> Task instructions: Could you write out the records below exactly, without omitting a line?

> Task data:
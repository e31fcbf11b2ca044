use std::time::SystemTime;
use thiserror::Error;

#[cfg(feature = "serde")]
use serde::{Deserialize, Serialize};

#[derive(Error, Debug)]
pub enum PagesError {
    #[error("{0}")]
    Validation(String),
    #[error("Failed to load {name}: {source}")]
    DocumentLoad {
        name: String,
        #[source]
        source: lopdf::Error,
    },
    #[error("Unsupported asset {name}: {reason}")]
    UnsupportedAsset { name: String, reason: String },
    #[error("Render error: {0}")]
    Render(String),
    #[error("Encryption error: {0}")]
    Encryption(String),
    #[error("PDF error: {0}")]
    Pdf(#[from] lopdf::Error),
    #[error("Image error: {0}")]
    Image(#[from] image::ImageError),
    #[error("IO error: {0}")]
    Io(#[from] std::io::Error),
    #[error("Invalid configuration: {0}")]
    Config(String),
    #[error("Task join error: {0}")]
    TaskJoin(#[from] tokio::task::JoinError),
}

impl PagesError {
    pub fn validation(message: impl Into<String>) -> Self {
        PagesError::Validation(message.into())
    }
}

pub type Result<T> = std::result::Result<T, PagesError>;

/// A user-supplied input file: raw bytes plus the identity the UI knows it by.
#[derive(Debug, Clone, PartialEq)]
pub struct SourceFile {
    pub name: String,
    pub bytes: Vec<u8>,
    pub last_modified: Option<SystemTime>,
}

impl SourceFile {
    pub fn new(name: impl Into<String>, bytes: Vec<u8>) -> Self {
        Self {
            name: name.into(),
            bytes,
            last_modified: None,
        }
    }

    pub fn with_last_modified(mut self, modified: SystemTime) -> Self {
        self.last_modified = Some(modified);
        self
    }

    pub fn size(&self) -> usize {
        self.bytes.len()
    }

    /// Load a file from disk, keeping its modification time
    pub async fn read(path: impl AsRef<std::path::Path>) -> Result<Self> {
        let path = path.as_ref();
        let bytes = tokio::fs::read(path).await?;
        let modified = tokio::fs::metadata(path)
            .await
            .ok()
            .and_then(|m| m.modified().ok());
        let name = path
            .file_name()
            .map(|n| n.to_string_lossy().into_owned())
            .unwrap_or_else(|| "document.pdf".to_string());
        Ok(Self {
            name,
            bytes,
            last_modified: modified,
        })
    }

    /// File name without a trailing `.pdf`
    pub fn base_name(&self) -> &str {
        base_name(&self.name)
    }
}

/// Strip a trailing `.pdf` extension (case-insensitive)
pub fn base_name(name: &str) -> &str {
    let len = name.len();
    if len >= 4 && name.is_char_boundary(len - 4) && name[len - 4..].eq_ignore_ascii_case(".pdf")
    {
        &name[..len - 4]
    } else {
        name
    }
}

/// One produced artifact: bytes plus the name it should be saved under.
#[derive(Debug, Clone, PartialEq)]
pub struct OutputFile {
    pub name: String,
    pub bytes: Vec<u8>,
}

impl OutputFile {
    pub fn new(name: impl Into<String>, bytes: Vec<u8>) -> Self {
        Self {
            name: name.into(),
            bytes,
        }
    }

    /// Write the artifact into `dir` under its suggested name
    pub async fn save_into(&self, dir: impl AsRef<std::path::Path>) -> Result<std::path::PathBuf> {
        let path = dir.as_ref().join(&self.name);
        tokio::fs::write(&path, &self.bytes).await?;
        Ok(path)
    }
}

/// Page orientation for fixed page sizes
#[derive(Debug, Clone, Copy, PartialEq, Eq, Default)]
#[cfg_attr(feature = "serde", derive(Serialize, Deserialize))]
#[cfg_attr(feature = "serde", serde(rename_all = "kebab-case"))]
pub enum Orientation {
    #[default]
    Portrait,
    Landscape,
}

/// Target page size when converting images
#[derive(Debug, Clone, Copy, PartialEq, Default)]
#[cfg_attr(feature = "serde", derive(Serialize, Deserialize))]
#[cfg_attr(feature = "serde", serde(rename_all = "kebab-case"))]
pub enum PageSize {
    /// Page takes the image's pixel dimensions
    #[default]
    Fit,
    A4,
    Letter,
}

impl PageSize {
    /// Portrait dimensions in points, `None` for `Fit`
    pub fn dimensions_pt(self) -> Option<(f32, f32)> {
        match self {
            PageSize::Fit => None,
            PageSize::A4 => Some((595.28, 841.89)),
            PageSize::Letter => Some((612.0, 792.0)),
        }
    }

    pub fn dimensions_with_orientation(self, orientation: Orientation) -> Option<(f32, f32)> {
        self.dimensions_pt().map(|(w, h)| match orientation {
            Orientation::Portrait => (w, h),
            Orientation::Landscape => (h, w),
        })
    }
}

/// Rotation applied on top of a page's existing rotation
#[derive(Debug, Clone, Copy, PartialEq, Eq)]
pub enum RotationAngle {
    Clockwise90,
    Clockwise180,
    Clockwise270,
    Full,
}

impl RotationAngle {
    pub fn degrees(self) -> i64 {
        match self {
            RotationAngle::Clockwise90 => 90,
            RotationAngle::Clockwise180 => 180,
            RotationAngle::Clockwise270 => 270,
            RotationAngle::Full => 360,
        }
    }

    pub fn from_degrees(degrees: i64) -> Result<Self> {
        match degrees {
            90 => Ok(RotationAngle::Clockwise90),
            180 => Ok(RotationAngle::Clockwise180),
            270 => Ok(RotationAngle::Clockwise270),
            360 => Ok(RotationAngle::Full),
            other => Err(PagesError::validation(format!(
                "Rotation must be 90, 180, 270 or 360 degrees, got {}",
                other
            ))),
        }
    }
}

#[cfg(feature = "serde")]
impl Serialize for RotationAngle {
    fn serialize<S>(&self, serializer: S) -> std::result::Result<S::Ok, S::Error>
    where
        S: serde::Serializer,
    {
        serializer.serialize_i64(self.degrees())
    }
}

#[cfg(feature = "serde")]
impl<'de> Deserialize<'de> for RotationAngle {
    fn deserialize<D>(deserializer: D) -> std::result::Result<Self, D::Error>
    where
        D: serde::Deserializer<'de>,
    {
        let degrees = i64::deserialize(deserializer)?;
        RotationAngle::from_degrees(degrees).map_err(serde::de::Error::custom)
    }
}

/// Size statistics reported by compression
#[derive(Debug, Clone, Copy, PartialEq)]
pub struct CompressionStats {
    pub original_size: usize,
    pub compressed_size: usize,
    /// Percentage saved; zero or negative when the output did not shrink
    pub reduction_percent: f64,
}

impl CompressionStats {
    pub fn new(original_size: usize, compressed_size: usize) -> Self {
        let reduction_percent = if original_size == 0 {
            0.0
        } else {
            (1.0 - compressed_size as f64 / original_size as f64) * 100.0
        };
        Self {
            original_size,
            compressed_size,
            reduction_percent,
        }
    }
}

/// Document metadata from the trailer's Info dictionary
#[derive(Debug, Clone, PartialEq, Default)]
pub struct DocumentInfo {
    pub page_count: usize,
    pub file_size: usize,
    pub title: Option<String>,
    pub author: Option<String>,
    pub subject: Option<String>,
    pub creator: Option<String>,
    pub producer: Option<String>,
}

/// Human readable byte count, base 1024
pub fn format_file_size(bytes: u64) -> String {
    if bytes == 0 {
        return "0 B".to_string();
    }
    const UNITS: [&str; 4] = ["B", "KB", "MB", "GB"];
    let mut value = bytes as f64;
    let mut unit = 0;
    while value >= 1024.0 && unit < UNITS.len() - 1 {
        value /= 1024.0;
        unit += 1;
    }
    let rounded = (value * 100.0).round() / 100.0;
    format!("{} {}", rounded, UNITS[unit])
}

> Answer to the problem:
repository e31fcbf11b2ca044
use std::time::SystemTime;
use thiserror::Error;

#[cfg(feature = "serde")]
use serde::{Deserialize, Serialize};

#[derive(Error, Debug)]
pub enum PagesError {
    #[error("{0}")]
    Validation(String),
    #[error("Failed to load {name}: {source}")]
    DocumentLoad {
        name: String,
        #[source]
        source: lopdf::Error,
    },
    #[error("Unsupported asset {name}: {reason}")]
    UnsupportedAsset { name: String, reason: String },
    #[error("Render error: {0}")]
    Render(String),
    #[error("Encryption error: {0}")]
    Encryption(String),
    #[error("PDF error: {0}")]
    Pdf(#[from] lopdf::Error),
    #[error("Image error: {0}")]
    Image(#[from] image::ImageError),
    #[error("IO error: {0}")]
    Io(#[from] std::io::Error),
    #[error("Invalid configuration: {0}")]
    Config(String),
    #[error("Task join error: {0}")]
    TaskJoin(#[from] tokio::task::JoinError),
}

impl PagesError {
    pub fn validation(message: impl Into<String>) -> Self {
        PagesError::Validation(message.into())
    }
}

pub type Result<T> = std::result::Result<T, PagesError>;

/// A user-supplied input file: raw bytes plus the identity the UI knows it by.
#[derive(Debug, Clone, PartialEq)]
pub struct SourceFile {
    pub name: String,
    pub bytes: Vec<u8>,
    pub last_modified: Option<SystemTime>,
}

impl SourceFile {
    pub fn new(name: impl Into<String>, bytes: Vec<u8>) -> Self {
        Self {
            name: name.into(),
            bytes,
            last_modified: None,
        }
    }

    pub fn with_last_modified(mut self, modified: SystemTime) -> Self {
        self.last_modified = Some(modified);
        self
    }

    pub fn size(&self) -> usize {
        self.bytes.len()
    }

    /// Load a file from disk, keeping its modification time
    pub async fn read(path: impl AsRef<std::path::Path>) -> Result<Self> {
        let path = path.as_ref();
        let bytes = tokio::fs::read(path).await?;
        let modified = tokio::fs::metadata(path)
            .await
            .ok()
            .and_then(|m| m.modified().ok());
        let name = path
            .file_name()
            .map(|n| n.to_string_lossy().into_owned())
            .unwrap_or_else(|| "document.pdf".to_string());
        Ok(Self {
            name,
            bytes,
            last_modified: modified,
        })
    }

    /// File name without a trailing `.pdf`
    pub fn base_name(&self) -> &str {
        base_name(&self.name)
    }
}

/// Strip a trailing `.pdf` extension (case-insensitive)
pub fn base_name(name: &str) -> &str {
    let len = name.len();
    if len >= 4 && name.is_char_boundary(len - 4) && name[len - 4..].eq_ignore_ascii_case(".pdf")
    {
        &name[..len - 4]
    } else {
        name
    }
}

/// One produced artifact: bytes plus the name it should be saved under.
#[derive(Debug, Clone, PartialEq)]
pub struct OutputFile {
    pub name: String,
    pub bytes: Vec<u8>,
}

impl OutputFile {
    pub fn new(name: impl Into<String>, bytes: Vec<u8>) -> Self {
        Self {
            name: name.into(),
            bytes,
        }
    }

    /// Write the artifact into `dir` under its suggested name
    pub async fn save_into(&self, dir: impl AsRef<std::path::Path>) -> Result<std::path::PathBuf> {
        let path = dir.as_ref().join(&self.name);
        tokio::fs::write(&path, &self.bytes).await?;
        Ok(path)
    }
}

/// Page orientation for fixed page sizes
#[derive(Debug, Clone, Copy, PartialEq, Eq, Default)]
#[cfg_attr(feature = "serde", derive(Serialize, Deserialize))]
#[cfg_attr(feature = "serde", serde(rename_all = "kebab-case"))]
pub enum Orientation {
    #[default]
    Portrait,
    Landscape,
}

/// Target page size when converting images
#[derive(Debug, Clone, Copy, PartialEq, Default)]
#[cfg_attr(feature = "serde", derive(Serialize, Deserialize))]
#[cfg_attr(feature = "serde", serde(rename_all = "kebab-case"))]
pub enum PageSize {
    /// Page takes the image's pixel dimensions
    #[default]
    Fit,
    A4,
    Letter,
}

impl PageSize {
    /// Portrait dimensions in points, `None` for `Fit`
    pub fn dimensions_pt(self) -> Option<(f32, f32)> {
        match self {
            PageSize::Fit => None,
            PageSize::A4 => Some((595.28, 841.89)),
            PageSize::Letter => Some((612.0, 792.0)),
        }
    }

    pub fn dimensions_with_orientation(self, orientation: Orientation) -> Option<(f32, f32)> {
        self.dimensions_pt().map(|(w, h)| match orientation {
            Orientation::Portrait => (w, h),
            Orientation::Landscape => (h, w),
        })
    }
}

/// Rotation applied on top of a page's existing rotation
#[derive(Debug, Clone, Copy, PartialEq, Eq)]
pub enum RotationAngle {
    Clockwise90,
    Clockwise180,
    Clockwise270,
    Full,
}

impl RotationAngle {
    pub fn degrees(self) -> i64 {
        match self {
            RotationAngle::Clockwise90 => 90,
            RotationAngle::Clockwise180 => 180,
            RotationAngle::Clockwise270 => 270,
            RotationAngle::Full => 360,
        }
    }

    pub fn from_degrees(degrees: i64) -> Result<Self> {
        match degrees {
            90 => Ok(RotationAngle::Clockwise90),
            180 => Ok(RotationAngle::Clockwise180),
            270 => Ok(RotationAngle::Clockwise270),
            360 => Ok(RotationAngle::Full),
            other => Err(PagesError::validation(format!(
                "Rotation must be 90, 180, 270 or 360 degrees, got {}",
                other
            ))),
        }
    }
}

#[cfg(feature = "serde")]
impl Serialize for RotationAngle {
    fn serialize<S>(&self, serializer: S) -> std::result::Result<S::Ok, S::Error>
    where
        S: serde::Serializer,
    {
        serializer.serialize_i64(self.degrees())
    }
}

#[cfg(feature = "serde")]
impl<'de> Deserialize<'de> for RotationAngle {
    fn deserialize<D>(deserializer: D) -> std::result::Result<Self, D::Error>
    where
        D: serde::Deserializer<'de>,
    {
        let degrees = i64::deserialize(deserializer)?;
        RotationAngle::from_degrees(degrees).map_err(serde::de::Error::custom)
    }
}

/// Size statistics reported by compression
#[derive(Debug, Clone, Copy, PartialEq)]
pub struct CompressionStats {
    pub original_size: usize,
    pub compressed_size: usize,
    /// Percentage saved; zero or negative when the output did not shrink
    pub reduction_percent: f64,
}

impl CompressionStats {
    pub fn new(original_size: usize, compressed_size: usize) -> Self {
        let reduction_percent = if original_size == 0 {
            0.0
        } else {
            (1.0 - compressed_size as f64 / original_size as f64) * 100.0
        };
        Self {
            original_size,
            compressed_size,
            reduction_percent,
        }
    }
}

/// Document metadata from the trailer's Info dictionary
#[derive(Debug, Clone, PartialEq, Default)]
pub struct DocumentInfo {
    pub page_count: usize,
    pub file_size: usize,
    pub title: Option<String>,
    pub author: Option<String>,
    pub subject: Option<String>,
    pub creator: Option<String>,
    pub producer: Option<String>,
}

/// Human readable byte count, base 1024
pub fn format_file_size(bytes: u64) -> String {
    if bytes == 0 {
        return "0 B".to_string();
    }
    const UNITS: [&str; 4] = ["B", "KB", "MB", "GB"];
    let mut value = bytes as f64;
    let mut unit = 0;
    while value >= 1024.0 && unit < UNITS.len() - 1 {
        value /= 1024.0;
        unit += 1;
    }
    let rounded = (value * 100.0).round() / 100.0;
    format!("{} {}", rounded, UNITS[unit])
}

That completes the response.